**RECORDED DATA**.

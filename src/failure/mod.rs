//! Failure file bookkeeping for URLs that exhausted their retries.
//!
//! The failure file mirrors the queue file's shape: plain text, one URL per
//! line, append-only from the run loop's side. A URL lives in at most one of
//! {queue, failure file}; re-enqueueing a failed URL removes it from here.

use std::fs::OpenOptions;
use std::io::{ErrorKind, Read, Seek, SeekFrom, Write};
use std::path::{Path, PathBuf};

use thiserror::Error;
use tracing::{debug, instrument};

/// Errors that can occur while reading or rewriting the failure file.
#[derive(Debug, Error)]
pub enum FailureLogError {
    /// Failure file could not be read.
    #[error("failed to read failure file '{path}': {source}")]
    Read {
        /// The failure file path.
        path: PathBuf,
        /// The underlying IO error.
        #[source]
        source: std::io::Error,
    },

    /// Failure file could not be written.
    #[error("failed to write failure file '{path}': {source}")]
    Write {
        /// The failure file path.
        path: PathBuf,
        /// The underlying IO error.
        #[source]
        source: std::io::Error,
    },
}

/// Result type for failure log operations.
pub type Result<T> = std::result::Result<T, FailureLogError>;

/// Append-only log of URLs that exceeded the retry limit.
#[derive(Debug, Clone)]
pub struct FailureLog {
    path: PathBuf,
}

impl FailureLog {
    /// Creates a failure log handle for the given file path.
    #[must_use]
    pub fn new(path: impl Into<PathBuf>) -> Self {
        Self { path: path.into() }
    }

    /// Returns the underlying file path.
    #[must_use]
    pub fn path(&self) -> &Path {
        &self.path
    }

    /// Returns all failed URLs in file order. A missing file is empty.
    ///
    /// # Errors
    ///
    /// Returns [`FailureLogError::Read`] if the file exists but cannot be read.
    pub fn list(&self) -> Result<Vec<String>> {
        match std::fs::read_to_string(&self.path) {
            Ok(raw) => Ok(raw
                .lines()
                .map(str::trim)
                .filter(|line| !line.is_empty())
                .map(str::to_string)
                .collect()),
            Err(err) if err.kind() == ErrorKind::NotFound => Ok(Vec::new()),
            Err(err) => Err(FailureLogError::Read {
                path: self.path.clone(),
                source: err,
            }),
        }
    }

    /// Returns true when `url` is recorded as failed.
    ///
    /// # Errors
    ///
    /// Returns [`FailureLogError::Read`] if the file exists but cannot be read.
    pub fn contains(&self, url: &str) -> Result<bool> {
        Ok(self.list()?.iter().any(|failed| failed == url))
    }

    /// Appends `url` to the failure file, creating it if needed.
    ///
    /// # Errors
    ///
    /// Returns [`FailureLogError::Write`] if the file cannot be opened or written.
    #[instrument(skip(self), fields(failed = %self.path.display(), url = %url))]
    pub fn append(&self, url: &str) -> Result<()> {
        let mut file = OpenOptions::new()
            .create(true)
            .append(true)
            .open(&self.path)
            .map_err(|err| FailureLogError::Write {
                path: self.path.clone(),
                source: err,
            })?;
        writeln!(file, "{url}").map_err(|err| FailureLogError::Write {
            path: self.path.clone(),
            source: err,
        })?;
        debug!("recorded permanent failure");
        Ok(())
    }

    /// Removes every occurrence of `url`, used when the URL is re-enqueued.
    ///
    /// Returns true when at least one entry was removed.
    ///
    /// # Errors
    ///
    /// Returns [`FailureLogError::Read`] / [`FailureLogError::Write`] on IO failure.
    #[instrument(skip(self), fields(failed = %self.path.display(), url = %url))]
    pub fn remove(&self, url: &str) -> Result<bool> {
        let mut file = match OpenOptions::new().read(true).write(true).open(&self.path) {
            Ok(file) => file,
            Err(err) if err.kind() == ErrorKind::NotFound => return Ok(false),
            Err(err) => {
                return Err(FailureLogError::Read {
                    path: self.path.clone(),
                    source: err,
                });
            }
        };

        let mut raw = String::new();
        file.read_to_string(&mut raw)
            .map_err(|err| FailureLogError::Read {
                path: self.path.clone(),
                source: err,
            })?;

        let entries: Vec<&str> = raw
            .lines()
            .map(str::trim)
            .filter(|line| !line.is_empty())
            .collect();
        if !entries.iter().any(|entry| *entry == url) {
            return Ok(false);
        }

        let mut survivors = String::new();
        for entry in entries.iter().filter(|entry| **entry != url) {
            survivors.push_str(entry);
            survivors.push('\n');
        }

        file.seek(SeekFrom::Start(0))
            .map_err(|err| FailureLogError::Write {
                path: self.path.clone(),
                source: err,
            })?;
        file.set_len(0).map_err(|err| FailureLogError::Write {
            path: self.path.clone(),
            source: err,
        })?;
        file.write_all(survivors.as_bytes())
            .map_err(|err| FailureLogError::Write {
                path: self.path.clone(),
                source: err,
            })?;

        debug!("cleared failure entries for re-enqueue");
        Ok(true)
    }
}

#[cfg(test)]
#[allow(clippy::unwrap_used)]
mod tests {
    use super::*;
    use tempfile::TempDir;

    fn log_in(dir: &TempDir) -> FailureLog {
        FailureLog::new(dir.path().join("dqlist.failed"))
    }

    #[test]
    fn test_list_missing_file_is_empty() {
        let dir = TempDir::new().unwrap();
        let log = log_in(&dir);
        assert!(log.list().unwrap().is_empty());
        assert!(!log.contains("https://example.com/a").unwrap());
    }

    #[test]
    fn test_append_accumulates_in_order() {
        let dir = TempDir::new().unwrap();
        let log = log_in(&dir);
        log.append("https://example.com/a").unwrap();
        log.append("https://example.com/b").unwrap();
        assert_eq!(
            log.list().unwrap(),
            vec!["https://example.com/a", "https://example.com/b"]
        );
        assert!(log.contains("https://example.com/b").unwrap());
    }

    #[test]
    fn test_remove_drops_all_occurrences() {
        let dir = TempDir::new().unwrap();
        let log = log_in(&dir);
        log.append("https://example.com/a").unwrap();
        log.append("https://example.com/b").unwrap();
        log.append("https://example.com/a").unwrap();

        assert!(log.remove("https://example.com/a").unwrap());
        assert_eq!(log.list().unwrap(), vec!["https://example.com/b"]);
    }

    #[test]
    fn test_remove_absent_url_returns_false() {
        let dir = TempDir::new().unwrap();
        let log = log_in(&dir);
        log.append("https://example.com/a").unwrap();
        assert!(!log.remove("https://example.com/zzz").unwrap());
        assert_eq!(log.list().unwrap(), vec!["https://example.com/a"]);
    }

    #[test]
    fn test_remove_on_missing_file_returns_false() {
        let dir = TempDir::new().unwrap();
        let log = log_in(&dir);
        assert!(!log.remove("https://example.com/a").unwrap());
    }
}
--
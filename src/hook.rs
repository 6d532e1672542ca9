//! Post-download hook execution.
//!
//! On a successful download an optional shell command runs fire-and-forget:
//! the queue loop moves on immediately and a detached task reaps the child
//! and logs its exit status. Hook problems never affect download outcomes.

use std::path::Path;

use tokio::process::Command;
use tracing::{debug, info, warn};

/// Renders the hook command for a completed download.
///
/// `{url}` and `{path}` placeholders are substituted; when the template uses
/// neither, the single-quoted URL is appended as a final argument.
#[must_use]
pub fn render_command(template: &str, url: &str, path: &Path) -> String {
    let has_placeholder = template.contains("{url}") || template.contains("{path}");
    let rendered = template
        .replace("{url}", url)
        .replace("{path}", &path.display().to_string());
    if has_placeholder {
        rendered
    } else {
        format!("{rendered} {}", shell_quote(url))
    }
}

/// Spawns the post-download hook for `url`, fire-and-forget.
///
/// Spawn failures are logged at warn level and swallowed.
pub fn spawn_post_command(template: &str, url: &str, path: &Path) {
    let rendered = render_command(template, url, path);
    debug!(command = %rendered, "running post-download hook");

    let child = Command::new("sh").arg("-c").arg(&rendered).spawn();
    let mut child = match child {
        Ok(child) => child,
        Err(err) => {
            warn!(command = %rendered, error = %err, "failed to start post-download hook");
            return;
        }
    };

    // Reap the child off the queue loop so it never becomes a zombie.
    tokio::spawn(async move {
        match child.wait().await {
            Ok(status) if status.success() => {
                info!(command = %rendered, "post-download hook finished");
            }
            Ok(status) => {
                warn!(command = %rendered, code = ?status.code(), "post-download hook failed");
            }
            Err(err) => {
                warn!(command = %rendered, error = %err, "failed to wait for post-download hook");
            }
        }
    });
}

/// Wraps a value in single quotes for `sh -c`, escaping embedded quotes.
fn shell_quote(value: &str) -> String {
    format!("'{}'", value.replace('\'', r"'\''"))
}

**AIM OF THE TASK**. Working from the material above, restate word for word the lines between the line with "filename src/failure/mod.rs" and the line with "use std::fs::OpenOptions;", both included, and only those.

**YOUR SOLUTION**.
filename src/failure/mod.rs
//! Failure file bookkeeping for URLs that exhausted their retries.
//!
//! The failure file mirrors the queue file's shape: plain text, one URL per
//! line, append-only from the run loop's side. A URL lives in at most one of
//! {queue, failure file}; re-enqueueing a failed URL removes it from here.

use std::fs::OpenOptions;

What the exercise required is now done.